Stored records:
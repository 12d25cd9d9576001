//! Foundation module - logging setup shared by the library and its binaries

pub mod logging;
//! SPIR-V shader modules

use ash::vk;
use std::ffi::CStr;
use std::path::Path;

use crate::vulkan::handle::{destroy, OwnedHandle};
use crate::vulkan::initialization::DeviceAccess;
use crate::vulkan::{VulkanError, VulkanResult};

/// First word of every SPIR-V binary
pub const SPIRV_MAGIC: u32 = 0x0723_0203;

/// Default shader entry point
pub const DEFAULT_ENTRY_POINT: &CStr = c"main";

/// Decode SPIR-V bytecode into words
///
/// The byte length must be a non-zero multiple of four. Words are read in
/// native byte order, so the input slice itself need not be aligned.
pub fn spirv_words(code: &[u8]) -> VulkanResult<Vec<u32>> {
    if code.is_empty() {
        return Err(VulkanError::invalid("SPIR-V bytecode is empty"));
    }
    if code.len() % 4 != 0 {
        return Err(VulkanError::invalid(format!(
            "SPIR-V bytecode length {} is not a multiple of 4",
            code.len()
        )));
    }

    let words: Vec<u32> = code
        .chunks_exact(4)
        .map(|chunk| u32::from_ne_bytes([chunk[0], chunk[1], chunk[2], chunk[3]]))
        .collect();

    if words[0] != SPIRV_MAGIC {
        return Err(VulkanError::invalid(format!(
            "bad SPIR-V magic number {:#010x}",
            words[0]
        )));
    }
    Ok(words)
}

/// Shader module wrapper with RAII cleanup
#[derive(Debug)]
pub struct ShaderModule {
    module: OwnedHandle<vk::ShaderModule>,
    word_count: usize,
}

impl ShaderModule {
    /// Create a shader module from SPIR-V bytecode
    pub fn new(access: &DeviceAccess, code: &[u8]) -> VulkanResult<Self> {
        let words = spirv_words(code)?;
        log::debug!("Creating shader module from {} SPIR-V words", words.len());

        let create_info = vk::ShaderModuleCreateInfo::builder().code(&words);
        let device = access.device();
        let module = unsafe {
            device.create_shader_module(&create_info, None)
                .map_err(VulkanError::Api)?
        };

        Ok(Self {
            module: OwnedHandle::new(device, module, destroy::shader_module),
            word_count: words.len(),
        })
    }

    /// Read a `.spv` file and create a shader module from it
    pub fn from_file(access: &DeviceAccess, path: impl AsRef<Path>) -> VulkanResult<Self> {
        let path = path.as_ref();
        let code = std::fs::read(path).map_err(|e| {
            VulkanError::invalid(format!("failed to read shader {}: {e}", path.display()))
        })?;
        Self::new(access, &code)
    }

    /// Get the shader module handle
    pub fn handle(&self) -> vk::ShaderModule {
        self.module.raw()
    }

    /// Size of the module in 32-bit words
    pub fn word_count(&self) -> usize {
        self.word_count
    }

    /// Stage description for pipeline creation
    ///
    /// `entry` must outlive the pipeline creation call.
    pub fn stage_info(&self, stage: vk::ShaderStageFlags, entry: &CStr) -> vk::PipelineShaderStageCreateInfo {
        vk::PipelineShaderStageCreateInfo::builder()
            .stage(stage)
            .module(self.handle())
            .name(entry)
            .build()
    }
}

#[cfg(test)]
mod tests {
    use super::*;

    fn module_bytes(words: &[u32]) -> Vec<u8> {
        words.iter().flat_map(|w| w.to_ne_bytes()).collect()
    }

    #[test]
    fn test_words_decode() {
        let bytes = module_bytes(&[SPIRV_MAGIC, 0x0001_0000, 7]);
        assert_eq!(spirv_words(&bytes).unwrap(), vec![SPIRV_MAGIC, 0x0001_0000, 7]);
    }

    #[test]
    fn test_unaligned_slice_is_accepted() {
        let mut bytes = vec![0u8];
        bytes.extend(module_bytes(&[SPIRV_MAGIC, 1]));
        assert_eq!(spirv_words(&bytes[1..]).unwrap(), vec![SPIRV_MAGIC, 1]);
    }

    #[test]
    fn test_rejects_bad_length() {
        assert!(spirv_words(&[]).is_err());

        let mut bytes = module_bytes(&[SPIRV_MAGIC, 1]);
        bytes.pop();
        let err = spirv_words(&bytes).unwrap_err();
        assert!(err.to_string().contains("multiple of 4"));
    }

    #[test]
    fn test_rejects_bad_magic() {
        let bytes = module_bytes(&[0xdead_beef, 1]);
        assert!(spirv_words(&bytes).is_err());
    }
}
//! Host-visible staging region
//!
//! One buffer serves every staged upload and read-back. It is reallocated
//! only when a request outgrows it, so after warm-up uploads allocate
//! nothing. The same memory can be viewed as a linearly tiled image for
//! blit-based texture uploads.

use ash::vk;

use crate::vulkan::handle::{destroy, OwnedHandle};
use crate::vulkan::initialization::DeviceAccess;
use crate::vulkan::resources::format::image_data_size;
use crate::vulkan::resources::{BufferResource, FormatTable};
use crate::vulkan::{VulkanError, VulkanResult};

/// Usage of the staging buffer: source for uploads, destination for read-backs
pub const STAGING_USAGE: vk::BufferUsageFlags = vk::BufferUsageFlags::from_raw(
    vk::BufferUsageFlags::TRANSFER_SRC.as_raw() | vk::BufferUsageFlags::TRANSFER_DST.as_raw(),
);

/// New capacity for a request of `requested` bytes, `None` if `current` suffices
pub fn next_capacity(current: vk::DeviceSize, requested: vk::DeviceSize) -> Option<vk::DeviceSize> {
    (requested > current).then_some(requested)
}

/// Allocate a replacement of `capacity` bytes, then swap it into `slot`
///
/// `slot` is only touched once `allocate` succeeds, so a failed allocation
/// keeps the old value. The previous value is handed back to the caller.
fn swap_in_grown<T, A>(slot: &mut Option<T>, capacity: vk::DeviceSize, allocate: A) -> VulkanResult<Option<T>>
where
    A: FnOnce(vk::DeviceSize) -> VulkanResult<T>,
{
    let grown = allocate(capacity)?;
    Ok(slot.replace(grown))
}

/// Grow-only host-visible buffer used as the source and sink of staged copies
pub struct StagingBuffer {
    access: DeviceAccess,
    // Bound to the buffer's memory, so it goes first
    aliased_image: Option<OwnedHandle<vk::Image>>,
    buffer: Option<BufferResource>,
    mapped: Option<vk::DeviceSize>,
}

impl StagingBuffer {
    /// Create an empty staging region; memory is allocated on first use
    pub fn new(access: &DeviceAccess) -> Self {
        Self {
            access: access.clone(),
            aliased_image: None,
            buffer: None,
            mapped: None,
        }
    }

    /// Create a staging region of at least `size` bytes
    pub fn with_capacity(access: &DeviceAccess, size: vk::DeviceSize) -> VulkanResult<Self> {
        let mut staging = Self::new(access);
        staging.expand(size)?;
        Ok(staging)
    }

    /// Usable size in bytes
    pub fn capacity(&self) -> vk::DeviceSize {
        self.buffer.as_ref().map_or(0, BufferResource::size)
    }

    /// Make room for `size` bytes, reallocating only when the region is too small
    ///
    /// Previous contents are not preserved across a reallocation. If the new
    /// allocation fails the old buffer and its capacity are kept.
    pub fn expand(&mut self, size: vk::DeviceSize) -> VulkanResult<()> {
        let Some(capacity) = next_capacity(self.capacity(), size) else {
            return Ok(());
        };
        if self.mapped.is_some() {
            return Err(VulkanError::invalid("cannot grow a mapped staging buffer"));
        }

        let access = &self.access;
        let previous = swap_in_grown(&mut self.buffer, capacity, |capacity| {
            BufferResource::new(access, capacity, STAGING_USAGE, &[vk::MemoryPropertyFlags::HOST_VISIBLE])
        })?;
        // The aliased image is bound to the old memory
        self.aliased_image = None;
        drop(previous);
        log::debug!("Staging buffer grown to {capacity} bytes");
        Ok(())
    }

    /// Destroy the buffer, its memory and any aliased image
    pub fn release(&mut self) {
        if let Some(buffer) = &self.buffer {
            if let Some(size) = self.mapped.take() {
                if let Ok(memory) = buffer.memory() {
                    if let Err(e) = memory.unmap(0, size) {
                        log::warn!("Failed to unmap staging buffer on release: {e}");
                    }
                }
            }
        }
        self.aliased_image = None;
        self.buffer = None;
    }

    fn buffer(&self) -> VulkanResult<&BufferResource> {
        self.buffer
            .as_ref()
            .ok_or_else(|| VulkanError::invalid("staging buffer has no memory"))
    }

    /// Buffer handle for copy commands
    pub fn handle(&self) -> VulkanResult<vk::Buffer> {
        self.buffer().map(BufferResource::handle)
    }

    /// Map the first `size` bytes, growing first if needed
    ///
    /// The pointer stays valid until [`StagingBuffer::unmap`].
    pub fn map(&mut self, size: vk::DeviceSize) -> VulkanResult<*mut u8> {
        if self.mapped.is_some() {
            return Err(VulkanError::invalid("staging buffer is already mapped"));
        }
        self.expand(size)?;
        let ptr = self.buffer()?.memory()?.map(0, size)?;
        self.mapped = Some(size);
        Ok(ptr)
    }

    /// Flush and unmap the range mapped by [`StagingBuffer::map`]
    pub fn unmap(&mut self) -> VulkanResult<()> {
        let size = self
            .mapped
            .take()
            .ok_or_else(|| VulkanError::invalid("staging buffer is not mapped"))?;
        self.buffer()?.memory()?.unmap(0, size)
    }

    /// Whether a mapping is outstanding
    pub fn is_mapped(&self) -> bool {
        self.mapped.is_some()
    }

    /// Copy `data` to the start of the region, growing it if needed
    pub fn write(&mut self, data: &[u8]) -> VulkanResult<()> {
        self.expand(data.len() as vk::DeviceSize)?;
        self.buffer()?.write_bytes(data, 0)
    }

    /// Copy the first `out.len()` bytes of the region to `out`
    pub fn read(&self, out: &mut [u8]) -> VulkanResult<()> {
        self.buffer()?.read_bytes(out, 0)
    }

    /// View the staging memory as a linear 2D image usable as a blit source
    ///
    /// Returns `Ok(None)` when the format cannot be blitted from linear
    /// tiling, the data does not fit, the extent exceeds the format limits
    /// or the driver pads the rows. The image starts in PREINITIALIZED
    /// layout and lives until the next call, `expand` or `release`.
    pub fn aliased_image_2d(
        &mut self,
        formats: &FormatTable,
        format: vk::Format,
        extent: vk::Extent2D,
    ) -> VulkanResult<Option<vk::Image>> {
        if !formats.supports_linear(format, vk::FormatFeatureFlags::BLIT_SRC) {
            log::debug!("{format:?} cannot be a linear blit source, aliasing skipped");
            return Ok(None);
        }
        let Some(data_size) = image_data_size(format, extent) else {
            return Ok(None);
        };
        if data_size > self.capacity() {
            return Ok(None);
        }

        let limits = unsafe {
            self.access.instance().get_physical_device_image_format_properties(
                self.access.capabilities().physical_device,
                format,
                vk::ImageType::TYPE_2D,
                vk::ImageTiling::LINEAR,
                vk::ImageUsageFlags::TRANSFER_SRC,
                vk::ImageCreateFlags::empty(),
            )
        };
        let limits = match limits {
            Ok(limits) => limits,
            Err(vk::Result::ERROR_FORMAT_NOT_SUPPORTED) => return Ok(None),
            Err(e) => return Err(VulkanError::Api(e)),
        };
        if extent.width > limits.max_extent.width
            || extent.height > limits.max_extent.height
            || data_size > limits.max_resource_size
        {
            return Ok(None);
        }

        let create_info = vk::ImageCreateInfo::builder()
            .image_type(vk::ImageType::TYPE_2D)
            .format(format)
            .extent(vk::Extent3D {
                width: extent.width,
                height: extent.height,
                depth: 1,
            })
            .mip_levels(1)
            .array_layers(1)
            .samples(vk::SampleCountFlags::TYPE_1)
            .tiling(vk::ImageTiling::LINEAR)
            .usage(vk::ImageUsageFlags::TRANSFER_SRC)
            .sharing_mode(vk::SharingMode::EXCLUSIVE)
            .initial_layout(vk::ImageLayout::PREINITIALIZED);

        self.aliased_image = None;
        let device = self.access.device();
        let image = unsafe { device.create_image(&create_info, None).map_err(VulkanError::Api)? };
        let image = OwnedHandle::new(device, image, destroy::image);

        let subresource = vk::ImageSubresource {
            aspect_mask: vk::ImageAspectFlags::COLOR,
            mip_level: 0,
            array_layer: 0,
        };
        let layout = unsafe { device.get_image_subresource_layout(image.raw(), subresource) };
        if layout.size != data_size {
            log::debug!(
                "Linear {format:?} rows are padded ({} bytes for {data_size}), aliasing skipped",
                layout.size
            );
            return Ok(None);
        }

        let requirements = unsafe { device.get_image_memory_requirements(image.raw()) };
        let memory = self.buffer()?.memory()?;
        if requirements.size > memory.size() || requirements.memory_type_bits & (1 << memory.memory_type_index()) == 0 {
            return Ok(None);
        }
        unsafe {
            device
                .bind_image_memory(image.raw(), memory.handle(), 0)
                .map_err(VulkanError::BindFailed)?;
        }

        let raw = image.raw();
        self.aliased_image = Some(image);
        Ok(Some(raw))
    }
}

#[cfg(test)]
mod tests {
    use super::*;

    #[test]
    fn test_capacity_only_grows() {
        assert_eq!(next_capacity(0, 1024), Some(1024));
        assert_eq!(next_capacity(1024, 512), None);
        assert_eq!(next_capacity(1024, 1024), None);
        assert_eq!(next_capacity(1024, 4096), Some(4096));
    }

    #[test]
    fn test_failed_growth_keeps_old_allocation() {
        let mut slot = Some(vec![0u8; 256]);
        let result = swap_in_grown(&mut slot, 1024, |_| Err(VulkanError::NoSuitableMemoryType));

        assert!(matches!(result, Err(VulkanError::NoSuitableMemoryType)));
        assert_eq!(slot.as_ref().map(Vec::len), Some(256));
    }

    #[test]
    fn test_growth_beyond_current_capacity_swaps() {
        let mut slot = Some(vec![0u8; 256]);
        let requested = next_capacity(256, 4096).unwrap();
        let previous = swap_in_grown(&mut slot, requested, |capacity| Ok(vec![0u8; capacity as usize])).unwrap();

        assert_eq!(previous.map(|old| old.len()), Some(256));
        assert_eq!(slot.as_ref().map(Vec::len), Some(4096));

        let mut empty: Option<Vec<u8>> = None;
        let previous = swap_in_grown(&mut empty, 64, |capacity| Ok(vec![0u8; capacity as usize])).unwrap();
        assert!(previous.is_none());
        assert_eq!(empty.map(|v| v.len()), Some(64));
    }

    #[test]
    fn test_staging_usage() {
        assert!(STAGING_USAGE.contains(vk::BufferUsageFlags::TRANSFER_SRC));
        assert!(STAGING_USAGE.contains(vk::BufferUsageFlags::TRANSFER_DST));
    }
}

**EXERCISE REQUIREMENTS:** All that is needed is the exact run of lines above from the line containing "self.buffer, capacity, |capacity|" through the line containing "buffer grown to", both of them included.

**RESPONSE AREA:**
        let previous = swap_in_grown(&mut self.buffer, capacity, |capacity| {
            BufferResource::new(access, capacity, STAGING_USAGE, &[vk::MemoryPropertyFlags::HOST_VISIBLE])
        })?;
        // The aliased image is bound to the old memory
        self.aliased_image = None;
        drop(previous);
        log::debug!("Staging buffer grown to {capacity} bytes");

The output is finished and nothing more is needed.